Task statement: Give back every record below precisely as written.

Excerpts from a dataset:

= Beginning of Section =

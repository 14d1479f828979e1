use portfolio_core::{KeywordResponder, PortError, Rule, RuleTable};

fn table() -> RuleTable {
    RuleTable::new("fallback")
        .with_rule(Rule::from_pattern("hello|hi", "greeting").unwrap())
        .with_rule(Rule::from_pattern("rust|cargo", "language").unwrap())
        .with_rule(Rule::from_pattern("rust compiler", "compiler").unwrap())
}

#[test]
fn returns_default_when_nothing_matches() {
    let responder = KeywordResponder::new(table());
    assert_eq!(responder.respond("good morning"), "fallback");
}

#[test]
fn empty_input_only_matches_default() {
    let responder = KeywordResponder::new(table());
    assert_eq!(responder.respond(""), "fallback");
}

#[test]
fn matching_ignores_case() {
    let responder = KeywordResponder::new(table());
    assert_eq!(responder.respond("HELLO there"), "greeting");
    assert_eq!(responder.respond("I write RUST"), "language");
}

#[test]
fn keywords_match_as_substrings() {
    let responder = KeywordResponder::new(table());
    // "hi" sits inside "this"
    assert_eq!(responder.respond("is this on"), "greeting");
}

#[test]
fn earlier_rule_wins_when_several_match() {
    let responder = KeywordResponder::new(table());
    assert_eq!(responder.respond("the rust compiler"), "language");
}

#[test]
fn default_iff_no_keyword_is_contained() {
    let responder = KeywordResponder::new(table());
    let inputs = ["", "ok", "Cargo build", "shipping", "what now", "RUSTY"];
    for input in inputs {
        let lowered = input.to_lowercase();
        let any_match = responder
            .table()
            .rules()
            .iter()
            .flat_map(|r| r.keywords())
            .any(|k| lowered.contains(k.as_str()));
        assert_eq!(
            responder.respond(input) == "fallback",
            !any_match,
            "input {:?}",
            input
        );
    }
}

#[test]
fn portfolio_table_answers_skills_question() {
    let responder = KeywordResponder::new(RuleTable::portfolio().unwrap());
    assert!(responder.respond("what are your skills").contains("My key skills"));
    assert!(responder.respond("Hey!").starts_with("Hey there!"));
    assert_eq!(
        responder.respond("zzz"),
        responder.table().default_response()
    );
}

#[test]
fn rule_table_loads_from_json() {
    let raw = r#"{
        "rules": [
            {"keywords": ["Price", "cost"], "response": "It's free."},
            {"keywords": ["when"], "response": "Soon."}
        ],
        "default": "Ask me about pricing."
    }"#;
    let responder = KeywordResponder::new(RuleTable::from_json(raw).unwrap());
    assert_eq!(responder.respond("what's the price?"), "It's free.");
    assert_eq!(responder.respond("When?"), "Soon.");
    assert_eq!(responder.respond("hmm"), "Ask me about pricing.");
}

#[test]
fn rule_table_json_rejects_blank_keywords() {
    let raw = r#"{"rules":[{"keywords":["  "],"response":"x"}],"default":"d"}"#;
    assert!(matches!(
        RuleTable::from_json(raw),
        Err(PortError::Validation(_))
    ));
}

= End of Section =

Task response:
repository 14d1479f828979e1
use portfolio_core::{KeywordResponder, PortError, Rule, RuleTable};

fn table() -> RuleTable {
    RuleTable::new("fallback")
        .with_rule(Rule::from_pattern("hello|hi", "greeting").unwrap())
        .with_rule(Rule::from_pattern("rust|cargo", "language").unwrap())
        .with_rule(Rule::from_pattern("rust compiler", "compiler").unwrap())
}

#[test]
fn returns_default_when_nothing_matches() {
    let responder = KeywordResponder::new(table());
    assert_eq!(responder.respond("good morning"), "fallback");
}

#[test]
fn empty_input_only_matches_default() {
    let responder = KeywordResponder::new(table());
    assert_eq!(responder.respond(""), "fallback");
}

#[test]
fn matching_ignores_case() {
    let responder = KeywordResponder::new(table());
    assert_eq!(responder.respond("HELLO there"), "greeting");
    assert_eq!(responder.respond("I write RUST"), "language");
}

#[test]
fn keywords_match_as_substrings() {
    let responder = KeywordResponder::new(table());
    // "hi" sits inside "this"
    assert_eq!(responder.respond("is this on"), "greeting");
}

#[test]
fn earlier_rule_wins_when_several_match() {
    let responder = KeywordResponder::new(table());
    assert_eq!(responder.respond("the rust compiler"), "language");
}

#[test]
fn default_iff_no_keyword_is_contained() {
    let responder = KeywordResponder::new(table());
    let inputs = ["", "ok", "Cargo build", "shipping", "what now", "RUSTY"];
    for input in inputs {
        let lowered = input.to_lowercase();
        let any_match = responder
            .table()
            .rules()
            .iter()
            .flat_map(|r| r.keywords())
            .any(|k| lowered.contains(k.as_str()));
        assert_eq!(
            responder.respond(input) == "fallback",
            !any_match,
            "input {:?}",
            input
        );
    }
}

#[test]
fn portfolio_table_answers_skills_question() {
    let responder = KeywordResponder::new(RuleTable::portfolio().unwrap());
    assert!(responder.respond("what are your skills").contains("My key skills"));
    assert!(responder.respond("Hey!").starts_with("Hey there!"));
    assert_eq!(
        responder.respond("zzz"),
        responder.table().default_response()
    );
}

#[test]
fn rule_table_loads_from_json() {
    let raw = r#"{
        "rules": [
            {"keywords": ["Price", "cost"], "response": "It's free."},
            {"keywords": ["when"], "response": "Soon."}
        ],
        "default": "Ask me about pricing."
    }"#;
    let responder = KeywordResponder::new(RuleTable::from_json(raw).unwrap());
    assert_eq!(responder.respond("what's the price?"), "It's free.");
    assert_eq!(responder.respond("When?"), "Soon.");
    assert_eq!(responder.respond("hmm"), "Ask me about pricing.");
}

#[test]
fn rule_table_json_rejects_blank_keywords() {
    let raw = r#"{"rules":[{"keywords":["  "],"response":"x"}],"default":"d"}"#;
    assert!(matches!(
        RuleTable::from_json(raw),
        Err(PortError::Validation(_))
    ));
}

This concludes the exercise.